For comparison, let us consider some data and see how it is stored in an RDBMS and in HBase. Table 1 shows how data is stored in an RDBMS.

EMP ID

First Name

City

Country

Continent

Primary Skill

Secondary Skill

1

Ravi

Mumbai

India

Asia

C++

Oracle

2

Jack

London

UK

Europe

Java

Oracle

3

Harper

San Jose

USA

USA

Linux

Red Hat

Table 1: Data stored in an RDBMS

The same data can be stored in a column-oriented data store like HBase as shown in Table 2, where "Personal Details" and "Skill Details" are column families. "First Name" and "City" are specific columns within the "Personal Details" column family.

EMP ID Personal Details Skill Details
First Name City Country Continent Primary Secondary
1 Ravi Mumbai India Asia C++ Oracle
2 Jack London UK Europe Java Oracle
3 Harper San Jose USA North America Linux Red Hat

Table 2: Data stored in a column-store like HBase

The advantage of this column-oriented structure is that it is much faster and easier to fetch names of all cities in the database compared to performing the same operation in an RDBMS. In other words, if we wish to fetch specific columns from the database, a column-oriented store has far better performance than an RDBMS, where all the rows need to be fetched and specific columns must be extracted from each of the fetched rows.

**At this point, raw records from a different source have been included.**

impl DeviceSession {
    /// Creates a disconnected session. Configured zones are tracked from the
    /// start.
    pub fn new(config: DeviceConfig) -> DeviceResult<Self> {
        config.validate()?;

        let state = DeviceState::new(config.zones.iter().map(|z| z.zone_number));
        let (status_tx, _) = watch::channel(ConnectionStatus::Disconnected);

        Ok(Self {
            inner: Arc::new(Inner {
                config,
                state: RwLock::new(state),
                writer: Mutex::new(None),
                emitter: EventEmitter::new(),
                status_tx,
                generation: AtomicU64::new(0),
                connect_lock: Mutex::new(()),
                reader: Mutex::new(None),
                supervisor: Mutex::new(None),
            }),
        })
    }

    pub fn config(&self) -> &DeviceConfig {
        &self.inner.config
    }

    pub fn identifier(&self) -> &str {
        &self.inner.config.identifier
    }

    pub fn is_connected(&self) -> bool {
        *self.inner.status_tx.borrow() == ConnectionStatus::Connected
    }

    /// Watches connection status transitions.
    pub fn status(&self) -> watch::Receiver<ConnectionStatus> {
        self.inner.status_tx.subscribe()
    }

    /// Registers a listener; listeners are notified in registration order.
    pub fn subscribe(&self, listener: Arc<dyn UpdateListener>) {
        self.inner.emitter.subscribe(listener);
    }

    /// Registers a channel listener and returns its receiving end.
    pub fn updates(&self) -> tokio::sync::mpsc::UnboundedReceiver<DeviceUpdate> {
        let (listener, rx) = ChannelListener::new();
        self.subscribe(Arc::new(listener));
        rx
    }

    /// Opens the TCP connection and starts the read loop.
    ///
    /// Makes a single attempt bounded by the configured timeout. Returns
    /// `Ok(())` without reconnecting when already connected.
    pub async fn connect(&self) -> DeviceResult<()> {
        let _guard = self.inner.connect_lock.lock().await;
        if self.is_connected() {
            return Ok(());
        }

        let config = &self.inner.config;
        self.set_status(ConnectionStatus::Connecting);
        debug!(host = %config.host, port = config.port, "connecting");

        let stream = match timeout(
            config.timeout,
            TcpStream::connect((config.host.as_str(), config.port)),
        )
        .await
        {
            Ok(Ok(stream)) => stream,
            Ok(Err(e)) => {
                self.set_status(ConnectionStatus::Disconnected);
                return Err(DeviceError::connection(&config.host, config.port, e.to_string()));
            }
            Err(_) => {
                self.set_status(ConnectionStatus::Disconnected);
                return Err(DeviceError::ConnectTimeout {
                    host: config.host.clone(),
                    port: config.port,
                    timeout: config.timeout,
                });
            }
        };

        if let Err(e) = stream.set_nodelay(true) {
            debug!(error = %e, "failed to set TCP_NODELAY");
        }

        let (read_half, write_half) = stream.into_split();
        let generation = self.inner.generation.fetch_add(1, Ordering::SeqCst) + 1;
        *self.inner.writer.lock().await = Some(LineWriter::new(write_half));

        // Connected before the read loop exists, so an immediate EOF still
        // ends in Disconnected.
        self.set_status(ConnectionStatus::Connected);

        let session = self.clone();
        let task = TaskHandle::spawn(move |cancel| {
            ReadLoop {
                session,
                generation,
                reader: LineReader::new(read_half),
                cancel,
            }
            .run()
        });
        if let Some(previous) = self.inner.reader.lock().await.replace(task) {
            let _ = previous.cancel.send(true);
        }

        info!(
            device = %config.identifier,
            host = %config.host,
            port = config.port,
            "connected"
        );
        Ok(())
    }

    /// Closes the connection and stops the reconnect supervisor.
    ///
    /// Idempotent.
    pub async fn disconnect(&self) {
        let supervisor = self.inner.supervisor.lock().await.take();
        if let Some(task) = supervisor {
            task.stop().await;
        }

        let _guard = self.inner.connect_lock.lock().await;
        self.inner.generation.fetch_add(1, Ordering::SeqCst);

        let reader = self.inner.reader.lock().await.take();
        if let Some(task) = reader {
            task.stop().await;
        }

        let writer = self.inner.writer.lock().await.take();
        let was_connected = writer.is_some();
        if let Some(mut writer) = writer
            && let Err(e) = writer.shutdown().await
        {
            debug!(error = %e, "error shutting down write half");
        }

        self.apply_retention().await;
        self.set_status(ConnectionStatus::Disconnected);
        if was_connected {
            info!(device = %self.identifier(), "disconnected");
        }
    }

    /// Spawns the reconnect supervisor. No-op if it is already running.
    pub async fn start(&self) {
        let mut slot = self.inner.supervisor.lock().await;
        if slot.as_ref().is_some_and(|t| !t.handle.is_finished()) {
            return;
        }
        let session = self.clone();
        *slot = Some(TaskHandle::spawn(move |cancel| {
            reconnect::supervise(session, cancel)
        }));
    }

    /// Writes a raw command. Returns false when not connected, when the
    /// command is malformed, or when the write fails or times out.
    pub async fn send_command(&self, command: &str) -> bool {
        match Command::Raw(command.to_string()).encode() {
            Ok(text) => self.write_text(&text).await,
            Err(e) => {
                warn!(error = %e, "rejected raw command");
                false
            }
        }
    }

    /// Encodes and writes a command.
    ///
    /// Errors only on an invalid command; connection failures are reported
    /// as `Ok(false)`.
    pub async fn send(&self, command: Command) -> DeviceResult<bool> {
        let text = command.encode()?;
        Ok(self.write_text(&text).await)
    }

    async fn write_text(&self, text: &str) -> bool {
        match self.try_write(text).await {
            Ok(()) => true,
            Err(DeviceError::NotConnected) => {
                debug!(command = text, "not connected, command dropped");
                false
            }
            // nothing reached the socket, the connection is still usable
            Err(e @ DeviceError::Protocol(ProtocolError::LineTooLong { .. })) => {
                warn!(error = %e, "command rejected before write");
                false
            }
            Err(e) => {
                warn!(command = text, error = %e, "command write failed");
                self.abandon_connection().await;
                false
            }
        }
    }

    async fn try_write(&self, text: &str) -> DeviceResult<()> {
        let mut guard = self.inner.writer.lock().await;
        let writer = guard.as_mut().ok_or(DeviceError::NotConnected)?;

        match timeout(self.inner.config.write_timeout, writer.write_line(text)).await {
            Ok(result) => result?,
            Err(_) => {
                return Err(ProtocolError::Timeout {
                    operation: "write".into(),
                }
                .into());
            }
        }
        trace!(command = text, "sent");
        Ok(())
    }

    /// Tears down a connection whose writer failed; the supervisor, if
    /// running, reconnects.
    async fn abandon_connection(&self) {
        self.inner.generation.fetch_add(1, Ordering::SeqCst);
        if let Some(task) = self.inner.reader.lock().await.take() {
            let _ = task.cancel.send(true);
        }
        self.inner.writer.lock().await.take();
        self.apply_retention().await;
        self.set_status(ConnectionStatus::Disconnected);
    }

    pub async fn power_on(&self, zone: u8) -> DeviceResult<bool> {
        self.send(Command::PowerOn { zone }).await
    }

    pub async fn power_off(&self, zone: u8) -> DeviceResult<bool> {
        self.send(Command::PowerOff { zone }).await
    }

    /// Sets volume in dB; clamped to `[-90, 0]`.
    pub async fn set_volume(&self, db: i32, zone: u8) -> DeviceResult<bool> {
        self.send(Command::SetVolume { zone, db }).await
    }

    /// Sets volume from a 0-100 percentage.
    pub async fn set_volume_percent(&self, pct: f64, zone: u8) -> DeviceResult<bool> {
        self.send(Command::set_volume_percent(zone, pct)).await
    }

    pub async fn volume_up(&self, zone: u8) -> DeviceResult<bool> {
        self.send(Command::VolumeUp { zone }).await
    }

    pub async fn volume_down(&self, zone: u8) -> DeviceResult<bool> {
        self.send(Command::VolumeDown { zone }).await
    }

    pub async fn set_mute(&self, muted: bool, zone: u8) -> DeviceResult<bool> {
        self.send(Command::SetMute { zone, muted }).await
    }

    /// Flips mute based on the last known state.
    pub async fn toggle_mute(&self, zone: u8) -> DeviceResult<bool> {
        let muted = self
            .inner
            .state
            .read()
            .await
            .zone(zone)
            .is_some_and(|z| z.muted);
        self.set_mute(!muted, zone).await
    }

    pub async fn select_input(&self, input_number: u32, zone: u8) -> DeviceResult<bool> {
        self.send(Command::SelectInput {
            zone,
            input: input_number,
        })
        .await
    }

    pub async fn set_listening_mode(&self, mode: u32, zone: u8) -> DeviceResult<bool> {
        self.send(Command::ListeningMode { zone, mode }).await
    }

    pub async fn set_listening_mode_by_name(&self, name: &str, zone: u8) -> DeviceResult<bool> {
        self.send(Command::listening_mode_by_name(zone, name)?).await
    }

    pub async fn query_model(&self) -> bool {
        self.send(Command::QueryModel).await.unwrap_or(false)
    }

    pub async fn query_input_count(&self) -> bool {
        self.send(Command::QueryInputCount).await.unwrap_or(false)
    }

    pub async fn query_power(&self, zone: u8) -> DeviceResult<bool> {
        self.send(Command::QueryZone {
            zone,
            key: ZoneKey::Power,
        })
        .await
    }

    /// Queries power, volume, mute and input; zone 1 also gets every sensor
    /// field. Returns true only if every query was written.
    pub async fn query_all_status(&self, zone: u8) -> DeviceResult<bool> {
        let mut all_sent = true;
        for command in status_queries(zone) {
            all_sent &= self.send(command).await?;
        }
        Ok(all_sent)
    }

    /// Model and status of every enabled zone. Run after each connect.
    pub(crate) async fn refresh_status(&self) {
        self.query_model().await;
        for zone in self.inner.config.enabled_zones() {
            if let Err(e) = self.query_all_status(zone).await {
                warn!(zone, error = %e, "status query rejected");
            }
        }
    }

    /// Last known value of a field; see [`DeviceState::cached_value`].
    pub async fn get_cached_state(&self, key: &str) -> Option<Value> {
        self.inner.state.read().await.cached_value(key)
    }

    /// Input number for a source name, receiver names first.
    pub async fn get_input_number_by_name(&self, name: &str) -> Option<u32> {
        self.inner.state.read().await.input_number_by_name(name)
    }

    /// Snapshot of everything folded so far.
    pub async fn state(&self) -> DeviceState {
        self.inner.state.read().await.clone()
    }

    pub async fn zone_state(&self, zone: u8) -> Option<ZoneState> {
        self.inner.state.read().await.zone(zone).cloned()
    }

    /// Parses, folds and emits one received line.
    async fn handle_line(&self, line: &str) {
        let Some(message) = parse_message(line) else {
            trace!(line, "unrecognized line");
            return;
        };
        debug!(line, ?message, "received");

        let update = {
            let mut state = self.inner.state.write().await;
            let outcome = state.fold(&message);
            events::update_for(self.identifier(), outcome, &state)
        };

        if let Some(update) = update {
            self.inner.emitter.emit(&update);
        }
    }

    /// Called by a read loop that ended on EOF or error.
    async fn connection_lost(&self, generation: u64) {
        if self.inner.generation.load(Ordering::SeqCst) != generation {
            return;
        }
        self.inner.writer.lock().await.take();
        self.inner.reader.lock().await.take();
        self.apply_retention().await;
        self.set_status(ConnectionStatus::Disconnected);
    }

    async fn apply_retention(&self) {
        if self.inner.config.retention == RetentionPolicy::Reset {
            self.inner.state.write().await.invalidate_zones();
            debug!(device = %self.identifier(), "zone state reset");
        }
    }

    fn set_status(&self, status: ConnectionStatus) {
        let previous = self.inner.status_tx.send_replace(status);
        if previous != status {
            debug!(device = %self.identifier(), from = %previous, to = %status, "status changed");
            self.inner
                .emitter
                .emit(&events::availability_update(self.identifier(), status));
        }
    }
}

Pros and Cons of Column-Oriented Databases

Column-oriented databases have the following advantages:

  • Have built-in support for efficient and data compression
  • Support fast data retrieval
  • Administration and configuration is simplified
  • Can be scaled out and hence is very easy to expand
  • Well-suited for high performance on aggregation queries (such as COUNT, SUM, AVG, MIN, and MAX)
  • Efficient for partitioning, as it provides features of automatic sharding to distribute bigger regions to smaller ones

Column-oriented databases have the following limitations:

  • Queries with JOINs and data from many tables are not optimized
  • Records and deletes a lot of updates and has to make frequent compaction and splits, which reduces its storage efficiency
  • Partitioning or indexing schemes can be difficult to design as a relational concept and is not implicit

HBase Architecture

HBase has several components, namely HBase HMaster, ZooKeeper, NameNode, and Region Servers. In HBase, tables are split into smaller chunks that are distributed across multiple servers. These chunks are called regions and the servers that host regions are called RegionServers. The master process handles the distribution of regions among the RegionServers, where each RegionServer typically hosts multiple regions.

Image title

Figure 2: HBase Architecture

The HRegionServer is responsible for creating a connection with the region (HRegion). Each HRegion has one or more StoreFile (A StoreFile is a wrapper around HFile) and MemStore. A MemStore accumulates the data edits as they happen and writes them into the memory.

Features of HBase

Some of the features of HBase are

  • Atomic read and write: On a row level, HBase provides atomic read and write. It can be explained as, during one read or write process, all other processes are prevented from performing any read or write operations.
  • Consistent reads and writes: HBase provides consistent reads and writes due to above feature.
  • Linear and modular scalability: As data sets are distributed over HDFS, thus it is linearly scalable across various nodes, as well as modularly scalable, as it is divided across various nodes.
  • Automatic and configurable sharding of tables: HBase tables are distributed across clusters and these clusters are distributed across regions. These regions and clusters split, and are redistributed as the data grows.
  • Easy to use Java API for client access: It provides easy to use Java API for programmatic access.
  • Thrift gateway and a REST-ful Web services: It also supports Thrift and REST API for non-Java front-ends.
  • Block Cache and Bloom Filters: HBase supports a Block Cache and Bloom Filters for high volume query optimization.
  • Automatic failure support: HBase with HDFS provides WAL (Write Ahead Log) across clusters, which provides automatic failure support.
  • Sorted row keys: As searching is done on a range of rows, HBase stores row keys in a lexicographical order. Using these sorted row keys and timestamp, we can build an optimized request.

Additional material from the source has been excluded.